Comment on Rolny et al, page 1877

In addition to its well-established roles in maintaining vessel stability by recruiting pericytes to capillaries and promoting smooth muscle cell development in vessels, PDGFRβ may be expressed on early hematopoietic/endothelial precursors and play a role in regulating vascular/hematopoietic development. Coinhibition of PDGFRβ activity may represent a unique and effective approach to enhancing therapeutic efficacy of antiangiogenic as well as conventional chemo- or radiotherapy.

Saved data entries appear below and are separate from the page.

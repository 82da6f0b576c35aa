//! Typed failure values for the assembly pipeline.
//!
//! Step-level failures (`TranscodeError`, `ExtractionFailure`,
//! `SynthesisFailure`) are ordinary values the orchestrator inspects to pick
//! the next transition. Only `PipelineError` crosses the public boundary.

use std::path::PathBuf;
use std::time::Duration;

use thiserror::Error;

/// An external transcoder invocation that did not produce usable output.
#[derive(Debug, Error)]
pub enum TranscodeError {
    #[error("failed to start {program}: {source}")]
    Spawn {
        program: String,
        #[source]
        source: std::io::Error,
    },
    #[error("{program} exited with code {code:?}: {stderr}")]
    ExitStatus {
        program: String,
        code: Option<i32>,
        stderr: String,
    },
    #[error("{program} timed out after {}s", timeout.as_secs())]
    TimedOut { program: String, timeout: Duration },
    #[error("output file missing or empty: {}", .0.display())]
    EmptyOutput(PathBuf),
    #[error("I/O error while running transcoder: {0}")]
    Io(#[from] std::io::Error),
}

/// Why audio could not be extracted from a visual source.
#[derive(Debug, Error)]
pub enum ExtractionFailure {
    #[error("image source carries no audio: {0}")]
    ImageSource(String),
    #[error("no video files found in directory: {}", .0.display())]
    NoVideoInDirectory(PathBuf),
    #[error("neither a video reference nor a directory: {0}")]
    Unrecognized(String),
    #[error(transparent)]
    Transcode(#[from] TranscodeError),
    #[error("could not normalize extracted audio: {0}")]
    Normalize(String),
}

/// Why text-to-speech did not yield a usable segment.
#[derive(Debug, Error)]
pub enum SynthesisFailure {
    #[error("{0}")]
    Service(String),
    #[error("synthesized audio missing or empty: {}", .0.display())]
    EmptyOutput(PathBuf),
    #[error("could not normalize synthesized audio: {0}")]
    Normalize(String),
}

/// Fatal outcome of an assembly run. No partial output accompanies it.
#[derive(Debug, Error)]
pub enum PipelineError {
    #[error("no scenes to assemble")]
    NoScenes,
    #[error("scene {scene}: {message}")]
    SceneFatal { scene: usize, message: String },
    #[error("audio concatenation failed: {0}")]
    Concat(String),
    #[error("configuration error: {0}")]
    Config(#[from] ConfigError),
    #[error("work directory error: {0}")]
    Workspace(#[from] std::io::Error),
}

impl PipelineError {
    /// 1-based scene number for scene-level failures.
    pub fn scene(&self) -> Option<usize> {
        match self {
            PipelineError::SceneFatal { scene, .. } => Some(*scene),
            _ => None,
        }
    }
}

/// Invalid or missing configuration, detected before any scene runs.
#[derive(Debug, Error)]
pub enum ConfigError {
    #[error("missing required setting: {0}")]
    Missing(&'static str),
    #[error("invalid setting {name}: {reason}")]
    Invalid { name: &'static str, reason: String },
}

#[cfg(test)]
mod tests {
    use super::*;

    #[test]
    fn test_scene_fatal_message_names_scene() {
        let err = PipelineError::SceneFatal {
            scene: 4,
            message: "visual source is an image".to_string(),
        };
        assert_eq!(err.scene(), Some(4));
        assert!(err.to_string().starts_with("scene 4:"));
    }

    #[test]
    fn test_extraction_wraps_transcode() {
        let err: ExtractionFailure = TranscodeError::EmptyOutput(PathBuf::from("/tmp/x.wav")).into();
        assert!(err.to_string().contains("/tmp/x.wav"));
    }
}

Platelet-derived growth factor (PDGF) receptor β (PDGFRβ) has been shown to be primarily responsible for pericyte recruitment to capillaries and development of smooth muscle cells in vessels and mesangial cells in the kidney. Knockout of PDGFRβ or its ligand, PDGF-BB, in mice results in organ-specific hemorrhages and edema, due mainly to defection in pericyte coverage on newly formed vessels.1,2  Recently, PDGFRs have also been detected on lymphatic vessels. PDGF-BB not only promotes lymphatic endothelial cell motility in vitro, but it also potently induces intratumoral lymphangiogenesis in vivo, leading to enhanced tumor lymphatic metastasis.3  Further, it has been shown that vascular endothelial growth factor receptor 2 (VEGFR2)–positive embryonic stem cells, which form endothelial cells when exposed to VEGF, could differentiate into mural cells in the presence of PDGF-BB.4  Taken together, these findings suggest that PGDF/PDGFR signaling pathway plays important roles in modulating both angiogenic and lymphoangiogenic processes.FIG1 

Reduced number of CD41-expressing hematopoietic cells and increased vascular remodeling in PDGF-BB/PDGFR-β–activated yolk sacs. See the complete figure in the article beginning on page 1877.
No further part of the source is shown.